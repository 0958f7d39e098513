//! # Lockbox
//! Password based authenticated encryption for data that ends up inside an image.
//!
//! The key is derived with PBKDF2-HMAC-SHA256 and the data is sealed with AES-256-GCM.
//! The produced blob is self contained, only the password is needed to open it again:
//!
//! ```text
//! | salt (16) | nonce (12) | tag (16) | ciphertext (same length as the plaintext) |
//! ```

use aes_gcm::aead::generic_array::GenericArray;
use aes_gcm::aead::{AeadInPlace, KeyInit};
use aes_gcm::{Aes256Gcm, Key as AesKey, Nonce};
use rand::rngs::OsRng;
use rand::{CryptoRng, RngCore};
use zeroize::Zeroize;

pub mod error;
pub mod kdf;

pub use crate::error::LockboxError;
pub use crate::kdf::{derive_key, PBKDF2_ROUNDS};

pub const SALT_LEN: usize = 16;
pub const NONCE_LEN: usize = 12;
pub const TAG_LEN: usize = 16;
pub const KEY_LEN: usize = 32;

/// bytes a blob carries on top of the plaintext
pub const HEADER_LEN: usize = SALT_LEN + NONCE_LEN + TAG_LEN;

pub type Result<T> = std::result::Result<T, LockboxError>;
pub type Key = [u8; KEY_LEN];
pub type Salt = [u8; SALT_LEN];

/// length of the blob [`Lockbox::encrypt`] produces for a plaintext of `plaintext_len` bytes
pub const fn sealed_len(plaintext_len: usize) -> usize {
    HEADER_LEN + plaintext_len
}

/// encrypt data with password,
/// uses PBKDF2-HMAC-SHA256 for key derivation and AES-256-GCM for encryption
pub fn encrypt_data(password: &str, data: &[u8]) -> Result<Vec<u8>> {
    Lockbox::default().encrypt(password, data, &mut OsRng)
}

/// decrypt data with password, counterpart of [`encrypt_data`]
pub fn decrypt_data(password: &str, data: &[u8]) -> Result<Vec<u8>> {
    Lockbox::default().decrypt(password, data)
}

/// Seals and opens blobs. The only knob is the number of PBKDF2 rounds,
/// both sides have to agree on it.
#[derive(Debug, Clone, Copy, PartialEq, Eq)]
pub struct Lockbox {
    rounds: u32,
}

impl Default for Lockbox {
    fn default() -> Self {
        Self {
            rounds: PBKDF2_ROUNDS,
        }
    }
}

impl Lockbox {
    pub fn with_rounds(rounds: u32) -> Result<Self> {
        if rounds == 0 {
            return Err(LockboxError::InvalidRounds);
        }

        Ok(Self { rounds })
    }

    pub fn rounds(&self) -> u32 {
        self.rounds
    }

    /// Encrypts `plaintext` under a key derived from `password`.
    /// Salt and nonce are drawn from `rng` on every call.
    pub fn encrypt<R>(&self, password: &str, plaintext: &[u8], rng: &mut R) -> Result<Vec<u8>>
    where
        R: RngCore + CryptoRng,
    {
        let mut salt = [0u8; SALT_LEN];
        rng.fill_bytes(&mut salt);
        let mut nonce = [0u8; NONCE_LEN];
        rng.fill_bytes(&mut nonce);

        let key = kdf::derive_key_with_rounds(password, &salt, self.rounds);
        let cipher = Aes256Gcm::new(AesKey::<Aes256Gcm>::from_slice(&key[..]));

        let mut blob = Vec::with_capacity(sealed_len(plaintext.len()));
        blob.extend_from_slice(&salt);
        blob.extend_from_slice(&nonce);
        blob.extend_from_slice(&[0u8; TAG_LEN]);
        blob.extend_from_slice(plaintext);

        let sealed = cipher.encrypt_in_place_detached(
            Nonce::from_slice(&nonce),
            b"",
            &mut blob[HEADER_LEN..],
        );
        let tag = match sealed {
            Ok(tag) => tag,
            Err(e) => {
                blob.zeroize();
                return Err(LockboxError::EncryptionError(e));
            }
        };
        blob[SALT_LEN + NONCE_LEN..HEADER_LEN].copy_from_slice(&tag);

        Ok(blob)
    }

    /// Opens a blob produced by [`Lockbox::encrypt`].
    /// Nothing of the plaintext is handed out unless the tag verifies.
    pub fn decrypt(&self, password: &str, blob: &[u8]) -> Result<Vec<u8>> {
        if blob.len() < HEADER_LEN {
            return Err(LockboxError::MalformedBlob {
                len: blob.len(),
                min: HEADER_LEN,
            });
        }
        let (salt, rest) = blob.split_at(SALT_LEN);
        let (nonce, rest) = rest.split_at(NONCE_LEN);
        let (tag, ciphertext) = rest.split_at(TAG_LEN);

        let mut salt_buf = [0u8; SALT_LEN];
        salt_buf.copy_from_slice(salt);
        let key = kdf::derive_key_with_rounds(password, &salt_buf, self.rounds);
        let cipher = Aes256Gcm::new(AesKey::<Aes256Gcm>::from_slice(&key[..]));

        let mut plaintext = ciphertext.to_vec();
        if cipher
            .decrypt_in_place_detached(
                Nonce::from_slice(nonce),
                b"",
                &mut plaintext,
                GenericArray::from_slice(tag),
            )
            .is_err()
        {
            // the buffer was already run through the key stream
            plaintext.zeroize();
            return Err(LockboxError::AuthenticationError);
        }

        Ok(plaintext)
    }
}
-*-
WHAT YOU HAVE TO DO: Scan the data above for the string "aead" and copy each line where it appears.

TASK RESULT:
use aes_gcm::aead::generic_array::GenericArray;
use aes_gcm::aead::{AeadInPlace, KeyInit};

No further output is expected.